I began eating Indian style food when I moved to England. There is a great Indian restaurant near the train station where we live, where Mark and I used to meet after I would get off the train from London. My favorite thing to order is King Prawn Tikka, something that I have not attempted to make at home. However, I have experimented with lots of other dishes, such as curries and dahl.
I love how warm and cozy these dishes are, how inexpensive they are to make, and how loaded they are with fiber! Many Indian dishes are vegetarian and even vegan friendly, packed with pulses or legumes, but versatile enough to add any meat to suit Mark's (or any meat-lover's) palate.
Additionally, Indian dishes are great for the slow cooker - which is one of my favorite kitchen gadgets, as it is the easiest way to make a low-maintenance meal.
Prep Time: 10 Minutes
Cook Time: 4 Hours
1.5 Cups Yellow Split Lentils (also known as split peas), Dried (300g)

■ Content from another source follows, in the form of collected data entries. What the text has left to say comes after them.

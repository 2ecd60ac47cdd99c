//! HTTP-level tests for the `/api/users` endpoints.

mod common;

use axum::http::StatusCode;
use common::{body_json, build_test_app, get, post_json};
use serde_json::json;
use sqlx::PgPool;

#[sqlx::test(migrations = "./migrations")]
async fn empty_user_list(pool: PgPool) {
    let app = build_test_app(pool);
    let response = get(app, "/api/users").await;

    assert_eq!(response.status(), StatusCode::OK);
    let json = body_json(response).await;
    assert_eq!(json.as_array().unwrap().len(), 0);
}

#[sqlx::test(migrations = "./migrations")]
async fn create_user_returns_created_record(pool: PgPool) {
    let app = build_test_app(pool.clone());
    let response = post_json(
        app,
        "/api/users",
        json!({"name": "Jane Smith", "email": "jane@example.com"}),
    )
    .await;

    assert_eq!(response.status(), StatusCode::OK);

    let json = body_json(response).await;
    assert!(json["id"].is_number());
    assert_eq!(json["name"], "Jane Smith");
    assert_eq!(json["email"], "jane@example.com");
    assert!(json["createdAt"].is_string());

    // The created user shows up in a subsequent listing.
    let response = get(build_test_app(pool), "/api/users").await;
    let listing = body_json(response).await;
    let users = listing.as_array().unwrap();
    assert_eq!(users.len(), 1);
    assert_eq!(users[0]["email"], "jane@example.com");
}

#[sqlx::test(migrations = "./migrations")]
async fn users_are_listed_newest_first(pool: PgPool) {
    sqlx::query(
        r#"
        INSERT INTO users (name, email, created_at)
        VALUES
            ('Old Timer', 'old@example.com', now() - interval '2 days'),
            ('Newcomer', 'new@example.com', now() - interval '1 hour'),
            ('Middle Child', 'mid@example.com', now() - interval '1 day')
        "#,
    )
    .execute(&pool)
    .await
    .unwrap();

    let response = get(build_test_app(pool), "/api/users").await;
    assert_eq!(response.status(), StatusCode::OK);

    let json = body_json(response).await;
    let names: Vec<&str> = json
        .as_array()
        .unwrap()
        .iter()
        .map(|user| user["name"].as_str().unwrap())
        .collect();
    assert_eq!(names, vec!["Newcomer", "Middle Child", "Old Timer"]);
}

#[sqlx::test(migrations = "./migrations")]
async fn duplicate_email_surfaces_store_failure(pool: PgPool) {
    let app = build_test_app(pool.clone());
    let response = post_json(
        app,
        "/api/users",
        json!({"name": "Jane Smith", "email": "jane@example.com"}),
    )
    .await;
    assert_eq!(response.status(), StatusCode::OK);

    // Unique constraint violation maps to the generic 500 contract.
    let response = post_json(
        build_test_app(pool),
        "/api/users",
        json!({"name": "Jane Impostor", "email": "jane@example.com"}),
    )
    .await;
    assert_eq!(response.status(), StatusCode::INTERNAL_SERVER_ERROR);

    let json = body_json(response).await;
    assert_eq!(json["error"], "Failed to create user");
}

1 Large Onion, Chopped Small
1 14oz Can Chopped Tomatoes (400g)
1 Tbs Ginger, Minced
1/2 Tbs Garlic, Minced
1 Tbs Curry Powder (Medium)
1 Hot Chilli, Sliced Thinly (optional)
1 tsp. Cumin
1 tsp. Turmeric
Juice of 1 Medium Lemon, additional to serve
3 Cups Water
Salt and Pepper to taste
1 Cup Cilantro, Chopped (garnish)
1. Place all ingredients (except cilantro and additional lemon), in a slow cooker. Set to high for 4 hours and let cook until split peas are fork tender.
2. Before serving, adjust for salt and pepper. Add additional lemon wedges and cilantro to serve
I recommend serving with quinoa or rice, specifically coconut rice would be delicious! Additionally, adding a green, such as spinach or kale, would be a great way to get in an additional green veggie.